Minimal Input Structural Modifications for Strongly Structural Controllability
Geethu Joseph, Shana Moothedath, Jiabin Lin
TL;DR
The paper addresses how to enforce strong structural controllability in generalized zero/nonzero/arbitrary systems with minimal input-pattern changes. It develops a formal framework based on pattern matrices, zero-forcing sets, and color-change rules to characterize SSC and feasibility, and it reformulates the problem into a cost-minimization over feasible pattern matrices. Two algorithms are proposed: a greedy method that is fast but can be arbitrarily suboptimal, and a randomized Monte Carlo Markov Chain (MCMC) strategy with convergence guarantees and probabilistic error bounds. Numerical experiments on random graphs illustrate the trade-offs: greedy is usually fast and effective, while MCMC provides robustness and often near-optimal solutions, with costs corresponding to the number of changes needed to achieve SSC. The work advances practical design tools for guaranteeing SSC under uncertainty in large networks and suggests directions like restricted modifications and time-varying extensions.
Abstract
This paper studies the problem of modifying the input matrix of a structured system to make the system strongly structurally controllable.
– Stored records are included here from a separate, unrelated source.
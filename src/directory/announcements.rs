// Global announcements. Creation captures the author snapshot and fans the
// event out to the author's followers; the fanout report rides along with
// the created announcement.

use serde::Serialize;
use std::sync::Arc;

use crate::directory::fanout::{FanoutReport, NotificationFanout};
use crate::error::{AppError, AppResult};
use crate::models::{Announcement, AnnouncementId, EventKind, FanoutEvent};
use crate::store::DirectoryStore;
use crate::viewer::ViewerContext;

#[derive(Debug, Serialize)]
pub struct CreatedAnnouncement {
    pub announcement: Announcement,
    pub fanout: FanoutReport,
}

#[derive(Debug, Serialize)]
pub struct AnnouncementPage {
    pub announcements: Vec<Announcement>,
    pub page: u32,
    pub pages: u32,
    pub total: i64,
}

#[derive(Clone)]
pub struct Announcements {
    store: Arc<DirectoryStore>,
    fanout: NotificationFanout,
}

impl Announcements {
    pub fn new(store: Arc<DirectoryStore>) -> Self {
        Announcements {
            fanout: NotificationFanout::new(store.clone()),
            store,
        }
    }

    pub async fn create(
        &self,
        viewer: &ViewerContext,
        name: String,
        description: Option<String>,
    ) -> AppResult<CreatedAnnouncement> {
        if name.trim().is_empty() {
            return Err(AppError::Validation(
                "Announcement name must not be empty".to_string(),
            ));
        }

        let author = viewer.author_snapshot();
        let announcement = self
            .store
            .create_announcement(&name, description.as_deref(), &author)
            .await?;

        let followers = self.store.followers_of(viewer.user_id).await?;
        let event = FanoutEvent {
            kind: EventKind::Announcement,
            id: announcement.id,
            name: announcement.name.clone(),
            actor_email: viewer.email.clone(),
        };
        let report = self.fanout.fan_out(&event, &followers).await;

        Ok(CreatedAnnouncement {
            announcement,
            fanout: report,
        })
    }

    pub async fn get(&self, id: AnnouncementId) -> AppResult<Announcement> {
        self.store
            .get_announcement(id)
            .await?
            .ok_or_else(|| announcement_not_found(id))
    }

    pub async fn list(
        &self,
        search: Option<&str>,
        page: u32,
        per_page: u32,
    ) -> AppResult<AnnouncementPage> {
        let page = page.max(1);
        let (announcements, total) = self.store.list_announcements(search, page, per_page).await?;
        Ok(AnnouncementPage {
            announcements,
            page,
            pages: (total as u64).div_ceil(per_page.max(1) as u64) as u32,
            total,
        })
    }

    pub async fn update(
        &self,
        id: AnnouncementId,
        name: String,
        description: Option<String>,
    ) -> AppResult<Announcement> {
        if !self
            .store
            .update_announcement(id, &name, description.as_deref())
            .await?
        {
            return Err(announcement_not_found(id));
        }
        self.get(id).await
    }

    pub async fn delete(&self, id: AnnouncementId) -> AppResult<()> {
        if !self.store.delete_announcement(id).await? {
            return Err(announcement_not_found(id));
        }
        Ok(())
    }
}

fn announcement_not_found(id: AnnouncementId) -> AppError {
    AppError::NotFound(format!("Announcement {} not found", id))
}
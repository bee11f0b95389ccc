// A user's notification inbox: newest first, mark-read by the owner only.
// Notifications are never deleted.

use std::sync::Arc;

use crate::error::{AppError, AppResult};
use crate::models::{Notification, NotificationId};
use crate::store::DirectoryStore;
use crate::viewer::ViewerContext;

#[derive(Clone)]
pub struct Inbox {
    store: Arc<DirectoryStore>,
}

impl Inbox {
    pub fn new(store: Arc<DirectoryStore>) -> Self {
        Inbox { store }
    }

    pub async fn list(&self, viewer: &ViewerContext) -> AppResult<Vec<Notification>> {
        Ok(self.store.notifications_for_user(viewer.user_id).await?)
    }

    pub async fn mark_read(
        &self,
        viewer: &ViewerContext,
        id: NotificationId,
    ) -> AppResult<Notification> {
        let notification = self
            .store
            .get_notification(id)
            .await?
            .ok_or_else(|| AppError::NotFound(format!("Notification {} not found", id)))?;

        if notification.user_id != viewer.user_id {
            return Err(AppError::Forbidden(
                "You don't have permission to do that".to_string(),
            ));
        }

        self.store.mark_notification_read(id).await?;
        Ok(Notification {
            is_read: true,
            ..notification
        })
    }
}
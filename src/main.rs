// School Directory Server

use axum::Router;
use tokio::net::TcpListener;
use tower_http::cors::CorsLayer;
use tracing::info;

use school_directory::{api::create_directory_router, app_state::AppState, config::Config};

#[tokio::main]
async fn main() -> anyhow::Result<()> {
    // Initialize tracing
    tracing_subscriber::fmt::init();

    // Load configuration
    let config = Config::from_env()?;

    // Initialize application state
    let app_state = AppState::new(config.clone()).await?;

    // Build main application router
    let app = Router::new()
        .nest("/api/v1", create_directory_router(app_state))
        .layer(CorsLayer::permissive());

    let addr = config.server_address();
    info!("School directory server starting on http://{}", addr);

    let listener = TcpListener::bind(&addr).await?;
    axum::serve(listener, app).await?;

    Ok(())
}
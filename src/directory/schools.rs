// School creation and administration. Creation sequences: allocate identity,
// persist the school, then fan the event out to the creator's followers.
// Allocation failure aborts the whole thing; fanout failure never rolls the
// created school back.

use serde::Serialize;
use std::sync::Arc;

use crate::directory::fanout::{FanoutReport, NotificationFanout};
use crate::directory::sequence::SequenceAllocator;
use crate::error::{AppError, AppResult};
use crate::models::{
    EventKind, FanoutEvent, Program, Review, School, SchoolId, SchoolProfile,
};
use crate::store::DirectoryStore;
use crate::viewer::ViewerContext;

/// `<first-3-letters>ICE<seq>`, the login identifier minted for a new school.
fn mint_username(name: &str, seq: i64) -> String {
    let prefix: String = name.chars().take(3).collect();
    format!("{}ICE{}", prefix, seq)
}

#[derive(Debug, Serialize)]
pub struct CreatedSchool {
    pub school: School,
    pub fanout: FanoutReport,
}

#[derive(Debug, Serialize)]
pub struct SchoolDetails {
    pub school: School,
    pub reviews: Vec<Review>,
    pub programs: Vec<Program>,
}

#[derive(Debug, Serialize)]
pub struct SchoolPage {
    pub schools: Vec<School>,
    pub page: u32,
    pub pages: u32,
    pub total: i64,
}

#[derive(Clone)]
pub struct SchoolDirectory {
    store: Arc<DirectoryStore>,
    sequence: SequenceAllocator,
    fanout: NotificationFanout,
}

impl SchoolDirectory {
    pub fn new(store: Arc<DirectoryStore>) -> Self {
        SchoolDirectory {
            sequence: SequenceAllocator::new(store.clone()),
            fanout: NotificationFanout::new(store.clone()),
            store,
        }
    }

    pub async fn create(
        &self,
        viewer: &ViewerContext,
        profile: SchoolProfile,
    ) -> AppResult<CreatedSchool> {
        if profile.name.trim().is_empty() {
            return Err(AppError::Validation(
                "School name must not be empty".to_string(),
            ));
        }

        // Without a valid sequence number the username is not guaranteed
        // unique, so creation stops here.
        let seq = self.sequence.next().await?;
        let username = mint_username(&profile.name, seq);
        let email = format!("{}@ice.edu", username);

        let school = self.store.create_school(&username, &email, &profile).await?;

        let followers = self.store.followers_of(viewer.user_id).await?;
        let event = FanoutEvent {
            kind: EventKind::NewSchool,
            id: school.id,
            name: school.name.clone(),
            actor_email: viewer.email.clone(),
        };
        let report = self.fanout.fan_out(&event, &followers).await;

        Ok(CreatedSchool {
            school,
            fanout: report,
        })
    }

    pub async fn get(&self, id: SchoolId) -> AppResult<SchoolDetails> {
        let school = self.load(id).await?;
        let reviews = self.store.reviews_for_school(id).await?;
        let programs = self.store.programs_for_school(id).await?;
        Ok(SchoolDetails {
            school,
            reviews,
            programs,
        })
    }

    pub async fn list(
        &self,
        search: Option<&str>,
        page: u32,
        per_page: u32,
    ) -> AppResult<SchoolPage> {
        let page = page.max(1);
        let (schools, total) = self.store.list_schools(search, page, per_page).await?;
        Ok(SchoolPage {
            schools,
            page,
            pages: (total as u64).div_ceil(per_page.max(1) as u64) as u32,
            total,
        })
    }

    pub async fn update(
        &self,
        viewer: &ViewerContext,
        id: SchoolId,
        profile: SchoolProfile,
    ) -> AppResult<School> {
        self.ensure_school_admin(viewer)?;
        if profile.name.trim().is_empty() {
            return Err(AppError::Validation(
                "School name must not be empty".to_string(),
            ));
        }

        if !self.store.update_school(id, &profile).await? {
            return Err(school_not_found(id));
        }
        self.load(id).await
    }

    /// Admin-only. Removes the school's reviews, programs and semesters with
    /// it; the cached rating goes with the row, so no recompute is needed.
    pub async fn delete(&self, viewer: &ViewerContext, id: SchoolId) -> AppResult<()> {
        self.ensure_school_admin(viewer)?;
        if !self.store.delete_school(id).await? {
            return Err(school_not_found(id));
        }
        Ok(())
    }

    fn ensure_school_admin(&self, viewer: &ViewerContext) -> AppResult<()> {
        if !viewer.is_school_admin {
            return Err(AppError::Forbidden(
                "Your permission does not allow this operation".to_string(),
            ));
        }
        Ok(())
    }

    async fn load(&self, id: SchoolId) -> AppResult<School> {
        self.store
            .get_school(id)
            .await?
            .ok_or_else(|| school_not_found(id))
    }
}

fn school_not_found(id: SchoolId) -> AppError {
    AppError::NotFound(format!("School {} not found", id))
}

#[cfg(test)]
mod tests {
    use super::*;

    #[test]
    fn username_takes_first_three_letters() {
        assert_eq!(mint_username("Abcdef College", 7), "AbcICE7");
    }

    #[test]
    fn short_names_keep_what_they_have() {
        assert_eq!(mint_username("Xy", 12), "XyICE12");
    }
}
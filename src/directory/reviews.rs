// Review lifecycle: one review per user per school, author-only edits, and
// the school's cached rating rewritten from the full review set after every
// mutation.

use std::sync::Arc;

use crate::directory::rating;
use crate::error::{AppError, AppResult};
use crate::models::{Review, ReviewId, School, SchoolId, UserId};
use crate::store::DirectoryStore;
use crate::viewer::ViewerContext;

/// Does `actor` own `review`? Compares against the author snapshot captured
/// at creation time, not the live user record.
pub fn owns(actor: UserId, review: &Review) -> bool {
    review.author.id == actor
}

#[derive(Clone)]
pub struct Reviews {
    store: Arc<DirectoryStore>,
}

impl Reviews {
    pub fn new(store: Arc<DirectoryStore>) -> Self {
        Reviews { store }
    }

    /// Checked before rendering a new-review form and again before accepting
    /// the submission, since a submission can race the form render.
    pub async fn has_reviewed(&self, school_id: SchoolId, actor: UserId) -> AppResult<bool> {
        Ok(self
            .store
            .find_review_by_author(school_id, actor)
            .await?
            .is_some())
    }

    pub async fn list(&self, school_id: SchoolId) -> AppResult<Vec<Review>> {
        self.load_school(school_id).await?;
        Ok(self.store.reviews_for_school(school_id).await?)
    }

    pub async fn create(
        &self,
        viewer: &ViewerContext,
        school_id: SchoolId,
        rating_value: f64,
        body: String,
    ) -> AppResult<Review> {
        validate_rating(rating_value)?;
        self.load_school(school_id).await?;

        if self.has_reviewed(school_id, viewer.user_id).await? {
            return Err(duplicate_review(school_id));
        }

        let author = viewer.author_snapshot();
        let review = self
            .store
            .create_review(school_id, &author, rating_value, &body)
            .await?
            // A submission that raced our check hits the unique constraint.
            .ok_or_else(|| duplicate_review(school_id))?;

        self.recompute_rating(school_id).await?;
        Ok(review)
    }

    pub async fn update(
        &self,
        viewer: &ViewerContext,
        school_id: SchoolId,
        review_id: ReviewId,
        rating_value: f64,
        body: String,
    ) -> AppResult<Review> {
        validate_rating(rating_value)?;
        let review = self.ensure_owner(viewer.user_id, review_id).await?;
        if review.school_id != school_id {
            return Err(review_not_found(review_id));
        }

        self.store
            .update_review(review_id, rating_value, &body)
            .await?;
        self.recompute_rating(school_id).await?;

        self.store
            .get_review(review_id)
            .await?
            .ok_or_else(|| review_not_found(review_id))
    }

    /// Authors may delete their own review; a school admin may delete any.
    pub async fn delete(
        &self,
        viewer: &ViewerContext,
        school_id: SchoolId,
        review_id: ReviewId,
    ) -> AppResult<()> {
        let review = self
            .store
            .get_review(review_id)
            .await?
            .ok_or_else(|| review_not_found(review_id))?;

        if review.school_id != school_id {
            return Err(review_not_found(review_id));
        }
        if !owns(viewer.user_id, &review) && !viewer.is_school_admin {
            return Err(AppError::Forbidden(
                "You don't have permission to do that".to_string(),
            ));
        }

        self.store.delete_review(review_id).await?;
        self.recompute_rating(school_id).await?;
        Ok(())
    }

    /// Load a review and check ownership. A missing review is `NotFound`;
    /// an existing review by someone else is `Forbidden`. The caller can
    /// tell the two apart even though both end in an "operation denied"
    /// outcome for the user.
    pub async fn ensure_owner(&self, actor: UserId, review_id: ReviewId) -> AppResult<Review> {
        let review = self
            .store
            .get_review(review_id)
            .await?
            .ok_or_else(|| review_not_found(review_id))?;

        if !owns(actor, &review) {
            return Err(AppError::Forbidden(
                "You don't have permission to do that".to_string(),
            ));
        }
        Ok(review)
    }

    /// Rewrite the cached rating from the full review set read back from the
    /// store, never from an in-memory delta.
    async fn recompute_rating(&self, school_id: SchoolId) -> AppResult<()> {
        let reviews = self.store.reviews_for_school(school_id).await?;
        self.store
            .set_school_rating(school_id, rating::average(&reviews))
            .await?;
        Ok(())
    }

    async fn load_school(&self, school_id: SchoolId) -> AppResult<School> {
        self.store
            .get_school(school_id)
            .await?
            .ok_or_else(|| AppError::NotFound(format!("School {} not found", school_id)))
    }
}

fn validate_rating(rating_value: f64) -> AppResult<()> {
    if !(1.0..=5.0).contains(&rating_value) {
        return Err(AppError::Validation(
            "Rating must be between 1 and 5".to_string(),
        ));
    }
    Ok(())
}

fn duplicate_review(school_id: SchoolId) -> AppError {
    AppError::DuplicateReview(format!(
        "You have already written a review for school {}. Please edit your review instead.",
        school_id
    ))
}

fn review_not_found(review_id: ReviewId) -> AppError {
    AppError::NotFound(format!("Review {} not found", review_id))
}

#[cfg(test)]
mod tests {
    use super::*;
    use crate::models::AuthorSnapshot;

    #[test]
    fn ownership_compares_snapshot_author_id() {
        let review = Review {
            id: 7,
            school_id: 1,
            author: AuthorSnapshot {
                id: 10,
                email: "a@example.com".to_string(),
                name: "A".to_string(),
            },
            rating: 4.0,
            body: "Good".to_string(),
            created: 0,
            updated: 0,
        };

        assert!(owns(10, &review));
        assert!(!owns(11, &review));
    }
}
We focus on the generalized structured systems that rely on zero/nonzero/arbitrary structure, i.e., some entries of system matrices are zeros, some are nonzero, and the remaining entries can be zero or nonzero (arbitrary). We analyze the feasibility of the problem, and if it is feasible, we reformulate it into another equivalent problem. This new formulation leads to a greedy heuristic algorithm. However, we also show that the greedy algorithm can give arbitrarily poor solutions for some special systems. Our alternative approach is a randomized Markov chain Monte Carlo-based algorithm. Unlike the greedy algorithm, this algorithm is guaranteed to converge to an optimal solution with high probability. Finally, we numerically evaluate the algorithms on random graphs to show that the algorithms perform well.